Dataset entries
════════
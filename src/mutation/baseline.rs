//! Baseline mutation strategies
//!
//! Two naive mutators the guided strategy is compared against. Neither
//! consults the donor pool; both are pure functions of the input and the
//! random stream, and both preserve cardinality and the id-set.

use chrono::NaiveDate;
use rand::Rng;

use crate::profiler::ProfiledRecord;
use crate::record::Record;

/// Lower bound of the random strategy's amount range
const RANDOM_AMOUNT_MIN: f64 = 50.0;
/// Upper bound of the random strategy's amount range (out of domain)
const RANDOM_AMOUNT_MAX: f64 = 1050.0;
/// Bounds of the random strategy's adjustment range (half out of domain)
const RANDOM_ADJUSTMENT_MIN: f64 = -30.0;
const RANDOM_ADJUSTMENT_MAX: f64 = 30.0;

/// Boundary strategy extremes: schema-valid, not necessarily field-valid
const BOUNDARY_AMOUNT_LOW: f64 = 1.0;
const BOUNDARY_AMOUNT_HIGH: f64 = 999.0;
const BOUNDARY_ADJUSTMENT_LOW: f64 = -99.0;
const BOUNDARY_ADJUSTMENT_HIGH: f64 = 99.0;

/// Unguided structural mutator
///
/// Replaces `amount`, `adjustment`, and `timestamp` with draws from wide
/// uniform ranges, independently per field and per record. Expected to
/// produce many domain-invalid records.
pub(super) fn random<R: Rng>(records: &[ProfiledRecord], rng: &mut R) -> Vec<Record> {
    records
        .iter()
        .map(|profiled| {
            let mut next = profiled.record.clone();
            next.amount = rng.gen_range(RANDOM_AMOUNT_MIN..RANDOM_AMOUNT_MAX);
            next.adjustment = rng.gen_range(RANDOM_ADJUSTMENT_MIN..RANDOM_ADJUSTMENT_MAX);
            let month: u32 = rng.gen_range(1..=12);
            let day: u32 = rng.gen_range(1..=28);
            next.timestamp =
                NaiveDate::from_ymd_opt(2023, month, day).unwrap_or(profiled.record.timestamp);
            next
        })
        .collect()
}

/// Extreme-value mutator
///
/// Coin-flips `amount` and `adjustment` between two fixed extremes each.
/// The values stay schema-valid but mostly fall outside the domain-valid
/// ranges.
pub(super) fn boundary<R: Rng>(records: &[ProfiledRecord], rng: &mut R) -> Vec<Record> {
    records
        .iter()
        .map(|profiled| {
            let mut next = profiled.record.clone();
            next.amount = if rng.gen_bool(0.5) {
                BOUNDARY_AMOUNT_HIGH
            } else {
                BOUNDARY_AMOUNT_LOW
            };
            next.adjustment = if rng.gen_bool(0.5) {
                BOUNDARY_ADJUSTMENT_LOW
            } else {
                BOUNDARY_ADJUSTMENT_HIGH
            };
            next
        })
        .collect()
}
════════
Which lines of the data include "schema"? Copy each of them.

/// Boundary strategy extremes: schema-valid, not necessarily field-valid
/// The values stay schema-valid but mostly fall outside the domain-valid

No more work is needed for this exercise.